DATA SHOWN:
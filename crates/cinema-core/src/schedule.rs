//! # Scheduling Rules
//!
//! The pure scheduling logic: the half-open interval overlap rule, the
//! partial update merge, and the default seat grid layout.
//!
//! ## The Overlap Rule
//! ```text
//! ┌─────────────────────────────────────────────────────────────────────────┐
//! │              Half-Open Interval Intersection                            │
//! │                                                                         │
//! │  Existing:      19:30 ──────────── 21:00                               │
//! │                                                                         │
//! │  Candidate A:           20:00 ──────────── 22:00   → CLASH             │
//! │  Candidate B:                      21:00 ── 23:00  → OK (touching)     │
//! │  Candidate C:   17:00 ── 19:30                     → OK (touching)     │
//! │                                                                         │
//! │  Rule: existing.start < candidate.end                                  │
//! │    AND existing.end   > candidate.start                                │
//! │                                                                         │
//! │  Intervals are [start, end) - endpoints that merely touch do not       │
//! │  intersect, so back-to-back screenings on one screen are legal.        │
//! └─────────────────────────────────────────────────────────────────────────┘
//! ```

use chrono::{DateTime, Utc};

use crate::types::{NewShowtime, Showtime, ShowtimeUpdate};
use crate::{DEFAULT_ROW_LABELS, DEFAULT_SEATS_PER_ROW};

// =============================================================================
// Overlap Rule
// =============================================================================

/// Returns true when two half-open `[start, end)` intervals intersect.
///
/// This is the single source of truth for overlap detection; the
/// scheduler's SQL clash query encodes the same comparison.
///
/// ## Example
/// ```rust
/// use chrono::{TimeZone, Utc};
/// use cinema_core::schedule::intervals_overlap;
///
/// let s1 = Utc.with_ymd_and_hms(2030, 1, 1, 19, 30, 0).unwrap();
/// let e1 = Utc.with_ymd_and_hms(2030, 1, 1, 21, 0, 0).unwrap();
/// let s2 = Utc.with_ymd_and_hms(2030, 1, 1, 21, 0, 0).unwrap();
/// let e2 = Utc.with_ymd_and_hms(2030, 1, 1, 23, 0, 0).unwrap();
///
/// // Touching at 21:00 is not an overlap
/// assert!(!intervals_overlap(s1, e1, s2, e2));
/// ```
pub fn intervals_overlap(
    a_start: DateTime<Utc>,
    a_end: DateTime<Utc>,
    b_start: DateTime<Utc>,
    b_end: DateTime<Utc>,
) -> bool {
    a_start < b_end && a_end > b_start
}

// =============================================================================
// Partial Update Merge
// =============================================================================

impl ShowtimeUpdate {
    /// Merges this partial update onto an existing showtime, producing
    /// the candidate record to re-validate and clash-check.
    ///
    /// Fields left as `None` keep the existing value. The result carries
    /// no identity or timestamps; the scheduler owns those.
    pub fn apply_to(&self, existing: &Showtime) -> NewShowtime {
        NewShowtime {
            movie_title: self
                .movie_title
                .clone()
                .unwrap_or_else(|| existing.movie_title.clone()),
            screen_number: self.screen_number.unwrap_or(existing.screen_number),
            start_time: self.start_time.unwrap_or(existing.start_time),
            end_time: self.end_time.unwrap_or(existing.end_time),
            ticket_price_cents: self
                .ticket_price_cents
                .unwrap_or(existing.ticket_price_cents),
            language: self.language.clone().or_else(|| existing.language.clone()),
            format: self.format.clone().or_else(|| existing.format.clone()),
            venue_id: self
                .venue_id
                .clone()
                .unwrap_or_else(|| existing.venue_id.clone()),
        }
    }

    /// Returns true when no field is supplied.
    pub fn is_empty(&self) -> bool {
        self.movie_title.is_none()
            && self.screen_number.is_none()
            && self.start_time.is_none()
            && self.end_time.is_none()
            && self.ticket_price_cents.is_none()
            && self.language.is_none()
            && self.format.is_none()
            && self.venue_id.is_none()
    }
}

// =============================================================================
// Default Seat Grid
// =============================================================================

/// Yields the seat positions of the default grid in row-major order:
/// rows A-E ascending, seats 1-10 ascending within each row.
///
/// The seat inventory materializes exactly these positions the first
/// time a seat map is requested for a screen that has none.
pub fn default_grid_positions() -> impl Iterator<Item = (String, i64)> {
    DEFAULT_ROW_LABELS.iter().flat_map(|row| {
        (1..=DEFAULT_SEATS_PER_ROW).map(move |seat| (row.to_string(), seat))
    })
}

// =============================================================================
// Unit Tests
// =============================================================================

#[cfg(test)]
mod tests {
    use super::*;
    use chrono::TimeZone;

    fn at(hour: u32, minute: u32) -> DateTime<Utc> {
        Utc.with_ymd_and_hms(2030, 1, 1, hour, minute, 0).unwrap()
    }

    fn showtime(screen: i64, start: DateTime<Utc>, end: DateTime<Utc>) -> Showtime {
        Showtime {
            id: "st-1".to_string(),
            movie_title: "The Batman".to_string(),
            screen_number: screen,
            start_time: start,
            end_time: end,
            ticket_price_cents: 1250,
            language: Some("English".to_string()),
            format: Some("2D".to_string()),
            venue_id: "venue-1".to_string(),
            created_at: at(0, 0),
            updated_at: at(0, 0),
        }
    }

    #[test]
    fn test_overlap_contained_interval() {
        assert!(intervals_overlap(at(19, 30), at(21, 0), at(20, 0), at(20, 30)));
    }

    #[test]
    fn test_overlap_partial_intersection() {
        assert!(intervals_overlap(at(19, 30), at(21, 0), at(20, 0), at(22, 0)));
        assert!(intervals_overlap(at(20, 0), at(22, 0), at(19, 30), at(21, 0)));
    }

    #[test]
    fn test_overlap_identical_intervals() {
        assert!(intervals_overlap(at(19, 30), at(21, 0), at(19, 30), at(21, 0)));
    }

    #[test]
    fn test_touching_boundaries_do_not_overlap() {
        // Back-to-back screenings share an endpoint but not screen time
        assert!(!intervals_overlap(at(19, 30), at(21, 0), at(21, 0), at(23, 0)));
        assert!(!intervals_overlap(at(21, 0), at(23, 0), at(19, 30), at(21, 0)));
    }

    #[test]
    fn test_disjoint_intervals_do_not_overlap() {
        assert!(!intervals_overlap(at(10, 0), at(12, 0), at(14, 0), at(16, 0)));
    }

    #[test]
    fn test_update_merge_keeps_unsupplied_fields() {
        let existing = showtime(1, at(19, 30), at(21, 0));
        let update = ShowtimeUpdate {
            movie_title: Some("Dune: Part Two".to_string()),
            ..Default::default()
        };

        let merged = update.apply_to(&existing);
        assert_eq!(merged.movie_title, "Dune: Part Two");
        assert_eq!(merged.screen_number, 1);
        assert_eq!(merged.start_time, at(19, 30));
        assert_eq!(merged.ticket_price_cents, 1250);
        assert_eq!(merged.venue_id, "venue-1");
    }

    #[test]
    fn test_update_merge_can_set_zero_price() {
        // Presence markers make an explicit zero distinguishable from
        // "not supplied" - a free screening is representable.
        let existing = showtime(1, at(19, 30), at(21, 0));
        let update = ShowtimeUpdate {
            ticket_price_cents: Some(0),
            ..Default::default()
        };

        let merged = update.apply_to(&existing);
        assert_eq!(merged.ticket_price_cents, 0);
    }

    #[test]
    fn test_empty_update_detection() {
        assert!(ShowtimeUpdate::default().is_empty());
        assert!(!ShowtimeUpdate {
            screen_number: Some(2),
            ..Default::default()
        }
        .is_empty());
    }

    #[test]
    fn test_default_grid_positions_row_major() {
        let positions: Vec<(String, i64)> = default_grid_positions().collect();
        assert_eq!(positions.len(), 50);
        assert_eq!(positions[0], ("A".to_string(), 1));
        assert_eq!(positions[9], ("A".to_string(), 10));
        assert_eq!(positions[10], ("B".to_string(), 1));
        assert_eq!(positions[49], ("E".to_string(), 10));
    }
}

TASK OBJECTIVE: In the material above, please find every line that includes the word "format" and copy it.

YOUR SOLUTION:
            format: self.format.clone().or_else(|| existing.format.clone()),
            && self.format.is_none()
            format: Some("2D".to_string()),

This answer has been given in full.